AI, AI Act, Intelligenza artificiale

La prima legge sull’Intelligenza Artificiale

Il 13 marzo 2024 il Parlamento europeo ha approvato l’AI Act, il cui testo verrà promulgato tra maggio e giugno per dare il tempo ai vari stati membri di tradurlo e adattarlo alle varie normative nazionali.

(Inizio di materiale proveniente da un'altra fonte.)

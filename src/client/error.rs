use thiserror::Error;

/// Errors returned by the campaign store client.
#[derive(Debug, Error)]
pub enum ClientError {
    #[error("Invalid campaign endpoint '{endpoint}': {reason}")]
    InvalidEndpoint { endpoint: String, reason: String },

    #[error("Failed to build HTTP client: {0}")]
    Build(#[source] reqwest::Error),

    #[error("Request to campaign store failed: {0}")]
    Transport(#[source] reqwest::Error),

    #[error("Campaign '{id}' not found")]
    NotFound { id: String },

    #[error("Campaign store rejected the request: {message}")]
    Rejected { message: String },

    #[error("Campaign store returned {status}: {message}")]
    Status { status: u16, message: String },

    #[error("Failed to decode campaign store response: {0}")]
    Decode(#[source] reqwest::Error),
}
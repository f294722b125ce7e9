use std::fs;
use std::net::SocketAddr;
use std::path::{Path, PathBuf};
use thiserror::Error;

use crate::config::types::Config;

/// Errors that can occur when loading configuration.
#[derive(Debug, Error)]
pub enum ConfigError {
    #[error("Failed to read config file '{path}': {source}")]
    ReadError {
        path: PathBuf,
        #[source]
        source: std::io::Error,
    },

    #[error("Failed to parse config file '{path}': {source}")]
    ParseError {
        path: PathBuf,
        #[source]
        source: toml::de::Error,
    },

    #[error("Config validation failed: {message}")]
    ValidationError { message: String },
}

impl Config {
    /// Returns the path to the configuration file.
    ///
    /// Uses `~/.config/campaignkit/config.toml` on Unix/macOS,
    /// or equivalent on other platforms via `dirs::config_dir()`.
    /// Falls back to current directory if config_dir is unavailable.
    pub fn config_path() -> PathBuf {
        let config_dir = dirs::config_dir().unwrap_or_else(|| PathBuf::from("."));
        config_dir.join("campaignkit").join("config.toml")
    }

    /// Loads configuration from the default config file.
    pub fn load() -> Result<Self, ConfigError> {
        Self::load_from(&Self::config_path())
    }

    /// Loads configuration from `path`.
    ///
    /// - If the file doesn't exist, returns `Config::default()`.
    /// - If the file exists, parses it as TOML and validates.
    pub fn load_from(path: &Path) -> Result<Self, ConfigError> {
        if !path.exists() {
            return Ok(Config::default());
        }

        let content = fs::read_to_string(path).map_err(|e| ConfigError::ReadError {
            path: path.to_path_buf(),
            source: e,
        })?;

        let config: Config = toml::from_str(&content).map_err(|e| ConfigError::ParseError {
            path: path.to_path_buf(),
            source: e,
        })?;

        config.validate()?;
        Ok(config)
    }

    /// Validates the configuration.
    ///
    /// Checks:
    /// - The client endpoint is an http(s) URL
    /// - The poll interval is non-zero
    /// - The store bind address parses as a socket address
    pub fn validate(&self) -> Result<(), ConfigError> {
        let endpoint = self.client.endpoint.trim();
        if !(endpoint.starts_with("http://") || endpoint.starts_with("https://")) {
            return Err(ConfigError::ValidationError {
                message: format!(
                    "Client endpoint '{}' must be an http:// or https:// URL",
                    self.client.endpoint
                ),
            });
        }

        if self.client.poll_interval_seconds == 0 {
            return Err(ConfigError::ValidationError {
                message: "poll_interval_seconds must be greater than zero".to_string(),
            });
        }

        if self.store.bind_addr.parse::<SocketAddr>().is_err() {
            return Err(ConfigError::ValidationError {
                message: format!("Invalid store bind address '{}'", self.store.bind_addr),
            });
        }

        Ok(())
    }
}
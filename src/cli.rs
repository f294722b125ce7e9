//! Command-line interface definition.

use std::path::PathBuf;

use clap::{Parser, Subcommand};

use crate::campaign::ComponentKind;
use crate::config::{Config, StorageBackend};

#[derive(Debug, Parser)]
#[command(name = "campaignkit", version, about = "Serve, watch and manage remote campaigns")]
pub struct Cli {
    /// Path to config file (default: platform config dir)
    #[arg(long, global = true)]
    pub config: Option<PathBuf>,

    /// Campaign list endpoint, overrides [client].endpoint
    #[arg(long, global = true)]
    pub endpoint: Option<String>,

    #[command(subcommand)]
    pub command: Command,
}

#[derive(Debug, Subcommand)]
pub enum Command {
    /// Run the campaign store HTTP service
    Serve {
        /// Bind address, overrides [store].bind_addr
        #[arg(long)]
        bind: Option<String>,
        /// Campaign data file, overrides [store].data_file
        #[arg(long)]
        data_file: Option<PathBuf>,
    },
    /// Poll the store and log what would render on the given screens
    Watch {
        /// App key passed to initialize
        #[arg(long, default_value = "cli")]
        key: String,
        /// Screen to evaluate on every update (repeatable)
        #[arg(long = "screen", default_value = "Home")]
        screens: Vec<String>,
        /// Poll interval in seconds, overrides [client].poll_interval_seconds
        #[arg(long)]
        interval: Option<u64>,
        /// Keep dismissals in memory only
        #[arg(long)]
        memory: bool,
    },
    /// List campaigns in the store
    List {
        /// Include inactive campaigns
        #[arg(long)]
        all: bool,
    },
    /// Show one campaign
    Get { id: String },
    /// Create a campaign from a JSON file ("-" for stdin)
    Create { file: PathBuf },
    /// Merge a JSON object into a stored campaign
    Update { id: String, patch: String },
    /// Delete a campaign
    Delete { id: String },
    /// Dismiss a campaign on this device
    Dismiss {
        id: String,
        /// Component kind reported with the dismissal (e.g. popup, inline_component)
        #[arg(long)]
        kind: ComponentKind,
        #[arg(long, default_value = "cli")]
        reason: String,
    },
    /// Forget every local dismissal
    ClearDismissals,
}

impl Cli {
    /// Apply command-line overrides on top of the file configuration.
    pub fn apply_overrides(&self, config: &mut Config) {
        if let Some(endpoint) = &self.endpoint {
            config.client.endpoint = endpoint.clone();
        }
        match &self.command {
            Command::Serve { bind, data_file } => {
                if let Some(bind) = bind {
                    config.store.bind_addr = bind.clone();
                }
                if let Some(data_file) = data_file {
                    config.store.data_file = data_file.clone();
                }
            }
            Command::Watch {
                interval, memory, ..
            } => {
                if let Some(interval) = interval {
                    config.client.poll_interval_seconds = *interval;
                }
                if *memory {
                    config.storage.backend = StorageBackend::Memory;
                }
            }
            _ => {}
        }
    }
}
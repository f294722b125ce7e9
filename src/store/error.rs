//! Error types and response mapping for the campaign store.

use std::path::PathBuf;

use axum::http::StatusCode;
use axum::response::{IntoResponse, Response};
use axum::Json;
use thiserror::Error;

/// Errors that can occur during campaign store operations.
#[derive(Debug, Error)]
pub enum StoreError {
    /// No campaign with the requested id
    #[error("Campaign '{id}' not found")]
    NotFound { id: String },

    /// A campaign with this id already exists
    #[error("Campaign with id '{id}' already exists")]
    DuplicateId { id: String },

    /// Request body is not a valid campaign document
    #[error("Invalid campaign: {0}")]
    InvalidCampaign(String),

    /// Failed to read or write the data file
    #[error("Failed to access data file '{path}': {source}")]
    Io {
        path: PathBuf,
        #[source]
        source: std::io::Error,
    },

    /// Data file exists but is not a campaign list
    #[error("Data file '{path}' is corrupt: {source}")]
    Corrupt {
        path: PathBuf,
        #[source]
        source: serde_json::Error,
    },

    /// Internal server error
    #[error("Internal error: {0}")]
    Internal(String),
}

impl StoreError {
    /// Map error variant to appropriate HTTP status code
    pub fn status_code(&self) -> StatusCode {
        match self {
            StoreError::NotFound { .. } => StatusCode::NOT_FOUND,
            StoreError::DuplicateId { .. } => StatusCode::BAD_REQUEST,
            StoreError::InvalidCampaign(_) => StatusCode::BAD_REQUEST,
            StoreError::Io { .. } => StatusCode::INTERNAL_SERVER_ERROR,
            StoreError::Corrupt { .. } => StatusCode::INTERNAL_SERVER_ERROR,
            StoreError::Internal(_) => StatusCode::INTERNAL_SERVER_ERROR,
        }
    }

    /// Get error type string for JSON responses
    pub fn error_type(&self) -> &'static str {
        match self {
            StoreError::NotFound { .. } => "not_found",
            StoreError::DuplicateId { .. } => "duplicate_id",
            StoreError::InvalidCampaign(_) => "invalid_campaign",
            StoreError::Io { .. } => "io_error",
            StoreError::Corrupt { .. } => "corrupt_data",
            StoreError::Internal(_) => "internal_error",
        }
    }
}

impl IntoResponse for StoreError {
    fn into_response(self) -> Response {
        let status = self.status_code();
        if status.is_server_error() {
            tracing::error!(error = %self, "Campaign store request failed");
        }
        let body = serde_json::json!({
            "error": {
                "type": self.error_type(),
                "message": self.to_string(),
            }
        });
        (status, Json(body)).into_response()
    }
}
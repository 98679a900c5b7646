use std::collections::VecDeque;
use std::sync::{Mutex, MutexGuard, PoisonError};

use crate::shared::constants::FRAME_BUFFER_CAPACITY;
use crate::shared::frame::Frame;

/// Fixed-capacity FIFO that drops its oldest entry instead of blocking.
///
/// The producer never waits on the consumer: a full buffer evicts the
/// least-recently inserted item before accepting the new one. `pop` is a
/// non-blocking poll.
pub struct BoundedBuffer<T> {
    items: Mutex<VecDeque<T>>,
    capacity: usize,
}

/// The buffer between the production thread and the display loop.
pub type FrameBuffer = BoundedBuffer<Frame>;

impl<T> BoundedBuffer<T> {
    /// Creates a buffer; a zero capacity is raised to one.
    pub fn new(capacity: usize) -> Self {
        let capacity = capacity.max(1);
        Self {
            items: Mutex::new(VecDeque::with_capacity(capacity)),
            capacity,
        }
    }

    /// Inserts `item`, returning the evicted oldest entry if the buffer was full.
    pub fn push(&self, item: T) -> Option<T> {
        let mut items = self.lock();
        let evicted = if items.len() >= self.capacity {
            items.pop_front()
        } else {
            None
        };
        items.push_back(item);
        evicted
    }

    /// Removes and returns the oldest entry, or `None` when empty.
    pub fn pop(&self) -> Option<T> {
        self.lock().pop_front()
    }

    pub fn len(&self) -> usize {
        self.lock().len()
    }

    pub fn is_empty(&self) -> bool {
        self.lock().is_empty()
    }

    pub fn capacity(&self) -> usize {
        self.capacity
    }

    fn lock(&self) -> MutexGuard<'_, VecDeque<T>> {
        // A panic while holding the lock cannot leave the deque half-updated.
        self.items.lock().unwrap_or_else(PoisonError::into_inner)
    }
}

impl<T> Default for BoundedBuffer<T> {
    fn default() -> Self {
        Self::new(FRAME_BUFFER_CAPACITY)
    }
}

L’AI Act entrerà in vigore venti giorni dopo la pubblicazione nella Gazzetta ufficiale, ma verrà applicato nella sua interezza solo nel corso dei mesi a seguire.

In Cina esistono già una serie di norme in vigore sulla materia, ma l’Artificial Intelligence Act è il primo quadro giuridico completo sull’Intelligenza Artificiale a livello mondiale, infatti si inserisce in un pacchetto di misure più ampio il cui obiettivo è di garantire lo sviluppo di un’IA affidabile, etica e sicura all’interno di tutto il territorio dell’Unione europea.

L’approccio utilizzato per l’AI Act è molto simile a quello del GDPR, il regolamento per la protezione dei dati personali: i due regolamenti sono accomunati soprattutto da norme abbastanza ampie e interpretabili, così da essere facilmente adattabili ai continui cambiamenti nel mondo della tecnologia.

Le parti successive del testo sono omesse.